Thursday 31 October 2013

Frankenstein's soup: what to do with your pumpkin entrails.


Traditions always seem more important as the winter closes in. As the light diminishes so the rhythms of the year, marked by the round of festivities, seem to get louder. Towards the end of a hectic day working, I ended up excited like a child to quickly carve some pumpkins and put them on the front doorstep ready for the local trick or treaters. My Pinterest and Twitter have been full of classy, refined ways to decorate a pumpkin for the last week - all in neutral tones, fitting in with contemporary room schemes - but I wanted to hack away at some orange coloured flesh and make something fun and traditional - an approach I felt pleased with when one 8 year old announced that my efforts were "awesome". 
But I am a fraud - when it came to what to do with the pumpkin entrails, I went with something far away from tradition. The trouble is, I just find pumpkin bland, and so I decided to throw lots of flavour at this pile of pumpkin gore. The image of Thailand might conceivably be as far away from what we think of as a traditional "Halloween"  as The Seychelles are from Lapland, but they sure know how to throw flavour at food in Thailand. And so my traditional pumpkin has been abused like Frankenstein's monster, and turned into a creation which neither the Thai people nor our own would recognise as traditional. Now I am just waiting for a lightening bolt to see if it comes to life.
Ingredients:
1 large onion
25g butter
1 tbsp olive oil
2 cloves garlic
1 red chilli
3 sticks celery, sliced
1 large carrot, sliced
2 tsp red curry paste
The flesh of 1 medium pumpkin
Half pint chicken stock
Can of coconut milk.
Bunch of coriander, leaves finally chopped and stalks chopped separately
1 leek
1 tbsp fish sauce

Melt the butter over a medium heat with the olive oil. Add the onion and garlic and soften for 5 minutes. Add the chilli, then the carrots and celery and stir in. Add the red curry paste and keep stirring until all the vegetables are coated. Finally add the pumpkin flesh, chicken stock and corriander stalks. Simmer for 20 minutes, adding more water as necessary until the pumpkin flesh is soft. Then add the can of coconut milk and stir through.

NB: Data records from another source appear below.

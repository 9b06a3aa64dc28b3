//! Member classification against the activity threshold.

use chrono::{DateTime, Utc};

use crate::activity::ActivityRecord;
use crate::model::{ActivityThreshold, Member};

/// Where a member falls relative to the threshold.
#[derive(Debug, Clone, Copy, PartialEq, Eq)]
pub enum Activity {
    /// No message from this member in any reachable source.
    NeverPosted,
    /// Last message strictly before the threshold.
    Inactive(DateTime<Utc>),
    /// Last message at or after the threshold.
    Active(DateTime<Utc>),
}

impl Activity {
    pub fn last_seen(&self) -> Option<DateTime<Utc>> {
        match self {
            Activity::NeverPosted => None,
            Activity::Inactive(at) | Activity::Active(at) => Some(*at),
        }
    }

    pub fn is_active(&self) -> bool {
        matches!(self, Activity::Active(_))
    }
}

#[derive(Debug, Clone, PartialEq, Eq)]
pub struct ClassifiedMember {
    pub member: Member,
    pub activity: Activity,
}

/// Classify every human member, preserving roster order.
///
/// Automated members are dropped entirely.
pub fn classify(
    members: &[Member],
    record: &ActivityRecord,
    threshold: ActivityThreshold,
) -> Vec<ClassifiedMember> {
    members
        .iter()
        .filter(|m| !m.automated)
        .map(|member| {
            let activity = match record.last_seen(&member.id) {
                None => Activity::NeverPosted,
                Some(at) if threshold.is_before(at) => Activity::Inactive(at),
                Some(at) => Activity::Active(at),
            };
            ClassifiedMember {
                member: member.clone(),
                activity,
            }
        })
        .collect()
}

/// Counts per classification bucket.
#[derive(Debug, Clone, Copy, Default, PartialEq, Eq)]
pub struct ClassificationCounts {
    pub never_posted: usize,
    pub inactive: usize,
    pub active: usize,
}

impl ClassificationCounts {
    pub fn tally(results: &[ClassifiedMember]) -> Self {
        results.iter().fold(Self::default(), |mut acc, r| {
            match r.activity {
                Activity::NeverPosted => acc.never_posted += 1,
                Activity::Inactive(_) => acc.inactive += 1,
                Activity::Active(_) => acc.active += 1,
            }
            acc
        })
    }

    pub fn total(&self) -> usize {
        self.never_posted + self.inactive + self.active
    }
}

#[cfg(test)]
mod tests {
    use super::*;
    use crate::platform::fake::days_ago;

    #[test]
    fn test_buckets() {
        let mut record = ActivityRecord::new();
        record.observe("active", days_ago(1));
        record.observe("edge", days_ago(30));
        record.observe("stale", days_ago(45));

        let members = vec![
            Member::human("active", "Active"),
            Member::human("edge", "Edge"),
            Member::human("stale", "Stale"),
            Member::human("ghost", "Ghost"),
        ];
        let threshold = ActivityThreshold::at(days_ago(30));

        let results = classify(&members, &record, threshold);
        let activities: Vec<_> = results.iter().map(|r| r.activity).collect();
        assert_eq!(
            activities,
            vec![
                Activity::Active(days_ago(1)),
                Activity::Active(days_ago(30)),
                Activity::Inactive(days_ago(45)),
                Activity::NeverPosted,
            ]
        );
    }

    #[test]
    fn test_bots_excluded() {
        let mut record = ActivityRecord::new();
        record.observe("helper", days_ago(1));

        let members = vec![Member::bot("helper", "Helper"), Member::human("u", "U")];
        let results = classify(&members, &record, ActivityThreshold::at(days_ago(30)));

        assert_eq!(results.len(), 1);
        assert_eq!(results[0].member.id, "u");
        assert_eq!(results[0].activity, Activity::NeverPosted);
    }

    #[test]
    fn test_fifty_members_ten_never_posted_in_roster_order() {
        let members: Vec<Member> = (0..50)
            .map(|i| Member::human(format!("m{}", i), format!("member-{}", i)))
            .collect();

        let mut record = ActivityRecord::new();
        for (i, member) in members.iter().enumerate() {
            if i % 5 != 0 {
                record.observe(&member.id, days_ago((i % 60) as i64));
            }
        }

        let results = classify(&members, &record, ActivityThreshold::at(days_ago(30)));

        let never: Vec<_> = results
            .iter()
            .filter(|r| r.activity == Activity::NeverPosted)
            .map(|r| r.member.id.clone())
            .collect();
        let expected: Vec<_> = (0..50).step_by(5).map(|i| format!("m{}", i)).collect();
        assert_eq!(never, expected);

        let order: Vec<_> = results.iter().map(|r| r.member.id.clone()).collect();
        let roster: Vec<_> = members.iter().map(|m| m.id.clone()).collect();
        assert_eq!(order, roster);
    }

    #[test]
    fn test_partition_covers_every_human() {
        let members: Vec<Member> = (0..30)
            .map(|i| {
                if i % 7 == 0 {
                    Member::bot(format!("b{}", i), "bot")
                } else {
                    Member::human(format!("h{}", i), "human")
                }
            })
            .collect();
        let mut record = ActivityRecord::new();
        for i in 0..30 {
            if i % 3 != 0 {
                record.observe(&format!("h{}", i), days_ago(i));
            }
        }

        let results = classify(&members, &record, ActivityThreshold::at(days_ago(15)));
        let counts = ClassificationCounts::tally(&results);

        let humans = members.iter().filter(|m| !m.automated).count();
        assert_eq!(results.len(), humans);
        assert_eq!(counts.total(), humans);
        assert!(results.iter().all(|r| !r.member.automated));
    }

    #[test]
    fn test_last_seen_accessor() {
        assert_eq!(Activity::NeverPosted.last_seen(), None);
        assert_eq!(Activity::Inactive(days_ago(3)).last_seen(), Some(days_ago(3)));
        assert!(Activity::Active(days_ago(1)).is_active());
        assert!(!Activity::NeverPosted.is_active());
    }
}
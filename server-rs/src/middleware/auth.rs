use axum::{
    extract::{Request, State},
    http::header,
    middleware::Next,
    response::Response,
};
use chrono::Utc;
use jsonwebtoken::{decode, encode, DecodingKey, EncodingKey, Header, Validation};
use serde::{Deserialize, Serialize};
use uuid::Uuid;

use crate::error::{AppError, AppResult};
use crate::AppState;

#[derive(Debug, Clone, Serialize, Deserialize)]
pub struct Claims {
    pub sub: String, // user_id
    pub exp: i64,
    pub iat: i64,
}

/// The current user, as established by the session layer in front of us.
#[derive(Debug, Clone, Copy)]
pub struct AuthUser {
    pub id: Uuid,
}

pub fn generate_token(user_id: Uuid, secret: &str, expiry_secs: i64) -> AppResult<String> {
    let now = Utc::now().timestamp();
    let claims = Claims {
        sub: user_id.to_string(),
        exp: now + expiry_secs,
        iat: now,
    };
    Ok(encode(
        &Header::default(),
        &claims,
        &EncodingKey::from_secret(secret.as_bytes()),
    )?)
}

pub fn verify_token(token: &str, secret: &str) -> AppResult<Claims> {
    let data = decode::<Claims>(
        token,
        &DecodingKey::from_secret(secret.as_bytes()),
        &Validation::default(),
    )?;
    Ok(data.claims)
}

fn extract_bearer(req: &Request) -> Option<&str> {
    req.headers()
        .get(header::AUTHORIZATION)
        .and_then(|v| v.to_str().ok())
        .and_then(|v| v.strip_prefix("Bearer "))
}

/// Middleware: requires valid JWT. Sets AuthUser in extensions.
pub async fn authenticate(
    State(state): State<AppState>,
    mut req: Request,
    next: Next,
) -> Result<Response, AppError> {
    let token = extract_bearer(&req)
        .ok_or_else(|| AppError::Unauthorized("No token provided".into()))?;

    let claims = verify_token(token, &state.config.jwt.secret)?;

    let user_id = Uuid::parse_str(&claims.sub)
        .map_err(|_| AppError::Unauthorized("Invalid token subject".into()))?;

    req.extensions_mut().insert(AuthUser { id: user_id });

    Ok(next.run(req).await)
}
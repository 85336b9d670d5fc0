use axum::{
    async_trait,
    extract::{ConnectInfo, FromRequestParts},
    http::{request::Parts, HeaderMap},
};
use serde::Serialize;
use std::collections::HashMap;
use std::convert::Infallible;
use std::net::SocketAddr;
use std::sync::Arc;
use std::time::Duration;
use tokio::sync::Mutex;
use tokio::time::Instant;

use crate::cache::Cache;
use crate::error::AppError;

/// Outcome of one rate-limit check.
#[derive(Debug, Clone, Copy, PartialEq, Eq, Serialize)]
pub struct RateLimitDecision {
    pub allowed: bool,
    pub remaining: u32,
}

/// Fixed-window limiter shared by every operation that calls out to Steam.
///
/// Counters live either in process memory or in Redis. Both backends count
/// the hit before deciding, so the first call of a window reports
/// `max_requests - 1` remaining and the call after the last admitted one is
/// denied until the window rolls over.
#[derive(Clone)]
pub struct RateLimiter {
    backend: Backend,
    max_requests: u32,
    window_secs: u64,
}

#[derive(Clone)]
enum Backend {
    Memory(Arc<Mutex<HashMap<String, WindowEntry>>>),
    Redis(Cache),
}

struct WindowEntry {
    count: u32,
    reset_at: Instant,
}

impl RateLimiter {
    pub fn new(max_requests: u32, window_secs: u64) -> Self {
        Self {
            backend: Backend::Memory(Arc::new(Mutex::new(HashMap::new()))),
            max_requests,
            window_secs,
        }
    }

    pub fn with_redis(cache: Cache, max_requests: u32, window_secs: u64) -> Self {
        Self {
            backend: Backend::Redis(cache),
            max_requests,
            window_secs,
        }
    }

    pub fn max_requests(&self) -> u32 {
        self.max_requests
    }

    pub fn window_secs(&self) -> u64 {
        self.window_secs
    }

    pub async fn check(&self, caller: &CallerIdentity) -> RateLimitDecision {
        let key = format!("ratelimit:{}", caller.as_str());
        let count = match &self.backend {
            Backend::Memory(windows) => {
                let now = Instant::now();
                let mut windows = windows.lock().await;
                let entry = windows.entry(key).or_insert(WindowEntry {
                    count: 0,
                    reset_at: now + Duration::from_secs(self.window_secs),
                });

                if now >= entry.reset_at {
                    entry.count = 0;
                    entry.reset_at = now + Duration::from_secs(self.window_secs);
                }

                entry.count = entry.count.saturating_add(1);
                u64::from(entry.count)
            }
            Backend::Redis(cache) => match cache.hit_window(&key, self.window_secs).await {
                Ok(count) => count,
                Err(e) => {
                    tracing::warn!(ip = %caller, error = %e, "Rate limit store unavailable, allowing request");
                    return RateLimitDecision {
                        allowed: true,
                        remaining: self.max_requests,
                    };
                }
            },
        };

        if count > u64::from(self.max_requests) {
            RateLimitDecision {
                allowed: false,
                remaining: 0,
            }
        } else {
            RateLimitDecision {
                allowed: true,
                remaining: self.max_requests - count as u32,
            }
        }
    }

    /// Runs `check` and turns a deny into `AppError::RateLimited`.
    pub async fn enforce(&self, caller: &CallerIdentity) -> Result<RateLimitDecision, AppError> {
        let decision = self.check(caller).await;
        if !decision.allowed {
            return Err(AppError::RateLimited {
                limit: self.max_requests,
                retry_after_secs: self.window_secs,
            });
        }
        Ok(decision)
    }

    /// Drops in-memory windows that have already rolled over. Redis expires
    /// its own keys.
    pub async fn purge_expired(&self) -> usize {
        match &self.backend {
            Backend::Memory(windows) => {
                let now = Instant::now();
                let mut windows = windows.lock().await;
                let before = windows.len();
                windows.retain(|_, entry| entry.reset_at > now);
                before - windows.len()
            }
            Backend::Redis(_) => 0,
        }
    }
}

/// Network identity a request is rate limited under.
#[derive(Debug, Clone, PartialEq, Eq)]
pub struct CallerIdentity(String);

impl CallerIdentity {
    pub fn new(ip: impl Into<String>) -> Self {
        Self(ip.into())
    }

    /// Peer address first, then the first hop of `x-forwarded-for`.
    pub fn resolve(peer: Option<SocketAddr>, headers: &HeaderMap) -> Self {
        if let Some(addr) = peer {
            return Self(addr.ip().to_string());
        }
        headers
            .get("x-forwarded-for")
            .and_then(|v| v.to_str().ok())
            .and_then(|v| v.split(',').next())
            .map(str::trim)
            .filter(|v| !v.is_empty())
            .map(|v| Self(v.to_string()))
            .unwrap_or_else(|| Self("unknown".to_string()))
    }

    pub fn as_str(&self) -> &str {
        &self.0
    }
}

impl std::fmt::Display for CallerIdentity {
    fn fmt(&self, f: &mut std::fmt::Formatter<'_>) -> std::fmt::Result {
        f.write_str(&self.0)
    }
}

#[async_trait]
impl<S> FromRequestParts<S> for CallerIdentity
where
    S: Send + Sync,
{
    type Rejection = Infallible;

    async fn from_request_parts(parts: &mut Parts, _state: &S) -> Result<Self, Self::Rejection> {
        let peer = parts
            .extensions
            .get::<ConnectInfo<SocketAddr>>()
            .map(|ConnectInfo(addr)| *addr);
        Ok(Self::resolve(peer, &parts.headers))
    }
}
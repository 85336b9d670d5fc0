//! Persistence seam for linked accounts and imported games.

pub mod memory;
pub mod postgres;

use async_trait::async_trait;
use chrono::{DateTime, Utc};
use uuid::Uuid;

use crate::error::AppResult;
use crate::models::{ImportedGame, ImportedGamePatch, LinkedAccount, OwnedGame};
use crate::services::library_query::{LibraryQuery, ResultPage};

pub use memory::MemoryStore;
pub use postgres::PgStore;

/// How one upsert run split between new and refreshed records.
#[derive(Debug, Clone, Copy, Default, PartialEq, Eq)]
pub struct UpsertOutcome {
    pub created: usize,
    pub updated: usize,
}

impl UpsertOutcome {
    pub fn processed(&self) -> usize {
        self.created + self.updated
    }
}

#[async_trait]
pub trait LibraryStore: Send + Sync {
    async fn ping(&self) -> bool;

    /// `None` when the user does not exist or has no Steam link.
    async fn find_linked_account(&self, user_id: Uuid) -> AppResult<Option<LinkedAccount>>;

    /// Overwrites every link field. Returns `false` when the user is unknown.
    async fn save_linked_account(&self, user_id: Uuid, account: &LinkedAccount) -> AppResult<bool>;

    /// Returns whether a link was present.
    async fn clear_linked_account(&self, user_id: Uuid) -> AppResult<bool>;

    /// Inserts or refreshes each game as one unit of work: either every row
    /// is written or none is. New rows start `PENDING`; existing rows keep
    /// their match status. `games` must not repeat a storefront game id.
    async fn upsert_imported_games(&self, user_id: Uuid, games: &[OwnedGame]) -> AppResult<UpsertOutcome>;

    async fn query_imported_games(
        &self,
        user_id: Uuid,
        query: &LibraryQuery,
        now: DateTime<Utc>,
    ) -> AppResult<ResultPage<ImportedGame>>;

    async fn count_imported_games(&self, user_id: Uuid) -> AppResult<i64>;

    /// Applies the present fields of `patch` to a live record owned by the user.
    async fn patch_imported_game(
        &self,
        user_id: Uuid,
        game_id: Uuid,
        patch: &ImportedGamePatch,
    ) -> AppResult<Option<ImportedGame>>;

    async fn soft_delete_imported_game(&self, user_id: Uuid, game_id: Uuid) -> AppResult<bool>;
}
use chrono::Utc;
use uuid::Uuid;

use crate::error::{AppError, AppResult};
use crate::middleware::{CallerIdentity, RateLimiter};
use crate::models::{LinkedAccount, LinkedProfile, SteamStatus};
use crate::services::steam_client::{not_configured, profile_private, CatalogClient, SteamIdentifier};
use crate::store::LibraryStore;

pub const INVALID_STEAM_ID_MESSAGE: &str =
    "Invalid Steam ID. Please provide a 17-digit Steam ID64 or a valid Steam vanity URL.";

fn invalid_identifier() -> AppError {
    AppError::BadRequest(INVALID_STEAM_ID_MESSAGE.to_string())
}

/// Links a Steam account to `user_id`, replacing any previous link.
///
/// The profile must be public. A private profile is rejected before anything
/// is written, so an existing link survives a failed relink. Malformed input
/// is rejected even when no catalog client is configured.
pub async fn connect_account(
    store: &dyn LibraryStore,
    steam: Option<&dyn CatalogClient>,
    limiter: &RateLimiter,
    caller: &CallerIdentity,
    user_id: Uuid,
    input: &str,
) -> AppResult<LinkedProfile> {
    let identifier = SteamIdentifier::parse(input).ok_or_else(invalid_identifier)?;
    let steam = steam.ok_or_else(not_configured)?;

    limiter.enforce(caller).await?;

    let steam_id64 = steam
        .resolve_identifier(identifier.as_str())
        .await
        .map_err(|e| match e {
            AppError::NotFound(_) => invalid_identifier(),
            other => other,
        })?;

    let profile = steam.fetch_profile(&steam_id64).await?;
    if !profile.is_public {
        tracing::info!(user_id = %user_id, steam_id64 = %steam_id64, "Rejected private Steam profile");
        return Err(profile_private());
    }

    let account = LinkedAccount {
        steam_id64: steam_id64.clone(),
        display_name: profile.display_name.clone(),
        avatar_url: profile.avatar_url.clone(),
        profile_url: profile.profile_url.clone(),
        linked_at: Some(Utc::now()),
    };
    if !store.save_linked_account(user_id, &account).await? {
        return Err(AppError::Internal(format!("User {user_id} not found while linking")));
    }

    tracing::info!(user_id = %user_id, steam_id64 = %steam_id64, "Steam account connected");
    Ok(LinkedProfile {
        steam_id64,
        ..LinkedProfile::from(profile)
    })
}

/// Removes the link. Imported games stay. Returns whether a link existed.
pub async fn disconnect_account(store: &dyn LibraryStore, user_id: Uuid) -> AppResult<bool> {
    let was_linked = store.clear_linked_account(user_id).await?;
    tracing::info!(user_id = %user_id, was_linked, "Steam account disconnected");
    Ok(was_linked)
}

pub async fn steam_status(store: &dyn LibraryStore, user_id: Uuid) -> AppResult<SteamStatus> {
    let profile = store.find_linked_account(user_id).await?;
    let imported_count = store.count_imported_games(user_id).await?;
    Ok(SteamStatus {
        connected: profile.is_some(),
        profile,
        imported_count,
    })
}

While the soup is cooking down, I fry the leeks separately in olive oil over a medium heat, turning regularly. This is because I then whiz the rest of the soup with a hand blender before adding the leeks in whole. I think that food is partly about presentation and texture, and the green of the pieces of leek contrast a bit with the rest of the soup. Once I've mixed in the leeks I season and add fish sauce to taste - beware that the fish sauce is salty in itself so don't overdo the salt - it will depend on your stock how much you will need.


Tuesday 29 October 2013

Firelight and Glass


Although complaining about the weather is a national pass-time, I love the seasonality of the United Kingdom. I've been on a driving weekend to Edinburgh the weekend just past, and the beauty of the landscape in Scotland at this time of year is breathtaking. With the nights drawing in and the winds and rains blowing, it is the perfect time of year for snuggling down by the fire with a dram of whisky.






I have been having a great time trying to capture that feeling in our seasonal photography. We've had a lot of new glass items in, and I've been working on the use of firelight with and without some experimental flash techniques to see what effects I can get - under exposing and then filling back in with direct flash or just letting the firelight dance through the glass on a long exposure. Because I do a lot of my photography work from home, it has been a great excuse to spend some time and money improving odd corners of the house and really getting it ready for winter so, during those long cold nights, there will be nowhere I'd rather be.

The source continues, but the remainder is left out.